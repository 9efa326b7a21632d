// SPDX-License-Identifier: BUSL-1.1
// Copyright (c) 2026 Alfred Jean LLC

//! Test harness for end-to-end tests.
//!
//! [`MockApi`] is an in-process imitation of the blog API's user endpoints
//! with one account and one valid token pair at a time. [`Quill`] runs the
//! real `quill` binary against it with an isolated state directory.

use std::collections::HashMap;
use std::net::SocketAddr;
use std::path::{Path, PathBuf};
use std::process::Stdio;
use std::sync::atomic::{AtomicBool, AtomicU64, Ordering};
use std::sync::Arc;
use std::time::Duration;

use axum::extract::{Query, State};
use axum::http::header::AUTHORIZATION;
use axum::http::{HeaderMap, StatusCode};
use axum::response::{IntoResponse, Response};
use axum::routing::{get, post};
use axum::{Json, Router};
use parking_lot::Mutex;
use serde_json::{json, Value};

pub const MOCK_EMAIL: &str = "ada@example.com";
pub const MOCK_PASSWORD: &str = "secret";

const LOGIN: &str = "/User/login";
const REGISTER: &str = "/User/register";
const REFRESH: &str = "/User/refresh-token";
const CHANGE_PASSWORD: &str = "/User/change-password";
const POSTS: &str = "/Post";

/// Resolve the path to the compiled `quill` binary.
pub fn quill_binary() -> PathBuf {
    let manifest = Path::new(env!("CARGO_MANIFEST_DIR"));
    // tests/specs → tests → workspace root
    let workspace = manifest.parent().and_then(|p| p.parent()).unwrap_or(manifest);
    workspace.join("target").join("debug").join("quill")
}

/// Find a free TCP port by binding to :0 then releasing.
pub fn free_port() -> anyhow::Result<u16> {
    let listener = std::net::TcpListener::bind("127.0.0.1:0")?;
    Ok(listener.local_addr()?.port())
}

struct ApiState {
    password: Mutex<String>,
    access: Mutex<Option<String>>,
    refresh: Mutex<Option<String>>,
    issued: AtomicU64,
    refresh_calls: AtomicU64,
    refresh_revoked: AtomicBool,
    refresh_delay_ms: AtomicU64,
    authorization: Mutex<Vec<(String, Option<String>)>>,
}

impl ApiState {
    fn record(&self, path: &str, headers: &HeaderMap) {
        let header = headers.get(AUTHORIZATION).and_then(|v| v.to_str().ok()).map(str::to_owned);
        self.authorization.lock().push((path.to_owned(), header));
    }

    fn is_authorized(&self, headers: &HeaderMap) -> bool {
        let sent = headers
            .get(AUTHORIZATION)
            .and_then(|v| v.to_str().ok())
            .and_then(|v| v.strip_prefix("Bearer "));
        match (sent, self.access.lock().as_deref()) {
            (Some(sent), Some(valid)) => sent == valid,
            _ => false,
        }
    }

    fn issue(&self) -> Value {
        let n = self.issued.fetch_add(1, Ordering::SeqCst) + 1;
        let token = format!("access-{n}");
        let refresh_token = format!("refresh-{n}");
        *self.access.lock() = Some(token.clone());
        *self.refresh.lock() = Some(refresh_token.clone());
        json!({
            "user": {
                "id": "user-1",
                "firstName": "Ada",
                "lastName": "Lovelace",
                "email": MOCK_EMAIL,
                "roleId": "role-1",
                "roleName": "Author",
                "createdDate": "2024-01-01T00:00:00Z",
                "updatedDate": "2024-01-01T00:00:00Z"
            },
            "token": token,
            "refreshToken": refresh_token
        })
    }
}

fn ok(data: Value) -> Response {
    Json(json!({ "success": true, "message": null, "data": data })).into_response()
}

fn fail(status: StatusCode, message: &str) -> Response {
    (status, Json(json!({ "success": false, "message": message, "data": null }))).into_response()
}

async fn login(
    State(state): State<Arc<ApiState>>,
    headers: HeaderMap,
    Json(body): Json<Value>,
) -> Response {
    state.record(LOGIN, &headers);
    let password_ok = *state.password.lock() == body["password"];
    if body["email"] == MOCK_EMAIL && password_ok {
        ok(state.issue())
    } else {
        fail(StatusCode::UNAUTHORIZED, "Invalid email or password")
    }
}

async fn register(
    State(state): State<Arc<ApiState>>,
    headers: HeaderMap,
    Json(body): Json<Value>,
) -> Response {
    state.record(REGISTER, &headers);
    if body["email"] == MOCK_EMAIL {
        return fail(StatusCode::BAD_REQUEST, "Email is already registered");
    }
    ok(json!("registered"))
}

async fn refresh(
    State(state): State<Arc<ApiState>>,
    headers: HeaderMap,
    Json(body): Json<Value>,
) -> Response {
    state.record(REFRESH, &headers);
    state.refresh_calls.fetch_add(1, Ordering::SeqCst);
    let delay = state.refresh_delay_ms.load(Ordering::SeqCst);
    if delay > 0 {
        tokio::time::sleep(Duration::from_millis(delay)).await;
    }
    let known = state.refresh.lock().as_deref().is_some_and(|r| body["refreshToken"] == r);
    if state.refresh_revoked.load(Ordering::SeqCst) || !known {
        return fail(StatusCode::UNAUTHORIZED, "Invalid refresh token");
    }
    ok(state.issue())
}

async fn change_password(
    State(state): State<Arc<ApiState>>,
    headers: HeaderMap,
    Json(body): Json<Value>,
) -> Response {
    state.record(CHANGE_PASSWORD, &headers);
    if !state.is_authorized(&headers) {
        return StatusCode::UNAUTHORIZED.into_response();
    }
    let mut password = state.password.lock();
    if *password != body["oldPassword"] {
        return fail(StatusCode::BAD_REQUEST, "Old password is incorrect");
    }
    *password = body["newPassword"].as_str().unwrap_or_default().to_owned();
    ok(json!(true))
}

async fn posts(
    State(state): State<Arc<ApiState>>,
    Query(params): Query<HashMap<String, String>>,
    headers: HeaderMap,
) -> Response {
    state.record(POSTS, &headers);
    if !state.is_authorized(&headers) {
        return StatusCode::UNAUTHORIZED.into_response();
    }
    let page: u64 = params.get("pageNumber").and_then(|p| p.parse().ok()).unwrap_or(1);
    ok(json!({
        "data": [{ "id": "post-1", "title": "Hello, world" }],
        "totalCount": 1,
        "pageNumber": page,
        "pageSize": 10,
        "totalPages": 1,
        "hasPreviousPage": false,
        "hasNextPage": false
    }))
}

/// A running mock API, stopped on drop.
pub struct MockApi {
    addr: SocketAddr,
    state: Arc<ApiState>,
    task: tokio::task::JoinHandle<()>,
}

impl MockApi {
    /// Bind to a random port and serve.
    pub async fn start() -> anyhow::Result<Self> {
        let state = Arc::new(ApiState {
            password: Mutex::new(MOCK_PASSWORD.to_owned()),
            access: Mutex::new(None),
            refresh: Mutex::new(None),
            issued: AtomicU64::new(0),
            refresh_calls: AtomicU64::new(0),
            refresh_revoked: AtomicBool::new(false),
            refresh_delay_ms: AtomicU64::new(0),
            authorization: Mutex::new(Vec::new()),
        });
        let router = Router::new()
            .route("/api/User/login", post(login))
            .route("/api/User/register", post(register))
            .route("/api/User/refresh-token", post(refresh))
            .route("/api/User/change-password", post(change_password))
            .route("/api/Post", get(posts))
            .with_state(Arc::clone(&state));

        let listener = tokio::net::TcpListener::bind("127.0.0.1:0").await?;
        let addr = listener.local_addr()?;
        let task = tokio::spawn(async move {
            let _ = axum::serve(listener, router).await;
        });
        Ok(Self { addr, state, task })
    }

    /// Base URL including the `/api` prefix.
    pub fn base_url(&self) -> String {
        format!("http://{}/api", self.addr)
    }

    /// Reject the current access token from now on.
    pub fn expire_access_token(&self) {
        *self.state.access.lock() = Some("expired".to_owned());
    }

    /// Fail every refresh call with 401.
    pub fn revoke_refresh_token(&self) {
        self.state.refresh_revoked.store(true, Ordering::SeqCst);
    }

    /// Hold each refresh call for `delay` before answering.
    pub fn set_refresh_delay(&self, delay: Duration) {
        self.state.refresh_delay_ms.store(delay.as_millis() as u64, Ordering::SeqCst);
    }

    pub fn refresh_calls(&self) -> u64 {
        self.state.refresh_calls.load(Ordering::SeqCst)
    }

    /// The currently valid access token, if one was issued.
    pub fn access_token(&self) -> Option<String> {
        self.state.access.lock().clone()
    }

    /// `Authorization` headers received on `path`, in arrival order.
    pub fn authorization_for(&self, path: &str) -> Vec<Option<String>> {
        self.state
            .authorization
            .lock()
            .iter()
            .filter(|(p, _)| p == path)
            .map(|(_, h)| h.clone())
            .collect()
    }
}

impl Drop for MockApi {
    fn drop(&mut self) {
        self.task.abort();
    }
}

/// Output of one `quill` invocation.
#[derive(Debug)]
pub struct QuillOutput {
    pub code: Option<i32>,
    pub stdout: String,
    pub stderr: String,
}

impl QuillOutput {
    pub fn success(&self) -> bool {
        self.code == Some(0)
    }
}

/// Runs the `quill` binary against one API with a private state directory.
pub struct Quill {
    api_url: String,
    state_dir: tempfile::TempDir,
}

impl Quill {
    pub fn new(api_url: impl Into<String>) -> anyhow::Result<Self> {
        Ok(Self { api_url: api_url.into(), state_dir: tempfile::tempdir()? })
    }

    pub fn state_dir(&self) -> &Path {
        self.state_dir.path()
    }

    pub fn session_file(&self) -> PathBuf {
        self.state_dir.path().join("session.json")
    }

    /// Run `quill <args>` to completion.
    pub async fn run(&self, args: &[&str]) -> anyhow::Result<QuillOutput> {
        let binary = quill_binary();
        anyhow::ensure!(binary.exists(), "quill binary not found at {}", binary.display());

        let child = tokio::process::Command::new(&binary)
            .args(args)
            .env("QUILL_API_URL", &self.api_url)
            .env("QUILL_STATE_DIR", self.state_dir.path())
            .env("QUILL_TIMEOUT_MS", "5000")
            .env_remove("QUILL_PASSWORD")
            .stdin(Stdio::null())
            .stdout(Stdio::piped())
            .stderr(Stdio::piped())
            .kill_on_drop(true)
            .spawn()?;
        let output = tokio::time::timeout(Duration::from_secs(20), child.wait_with_output())
            .await
            .map_err(|_| anyhow::anyhow!("quill {args:?} did not exit"))??;

        Ok(QuillOutput {
            code: output.status.code(),
            stdout: String::from_utf8_lossy(&output.stdout).into_owned(),
            stderr: String::from_utf8_lossy(&output.stderr).into_owned(),
        })
    }
}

THE TASK> Above are the records; please copy exactly their first line and each line after it through the line containing "use std::process::Stdio;", and no line after that.

RESPONSE>
repository 9efa326b7a21632d
// SPDX-License-Identifier: BUSL-1.1
// Copyright (c) 2026 Alfred Jean LLC

//! Test harness for end-to-end tests.
//!
//! [`MockApi`] is an in-process imitation of the blog API's user endpoints
//! with one account and one valid token pair at a time. [`Quill`] runs the
//! real `quill` binary against it with an isolated state directory.

use std::collections::HashMap;
use std::net::SocketAddr;
use std::path::{Path, PathBuf};
use std::process::Stdio;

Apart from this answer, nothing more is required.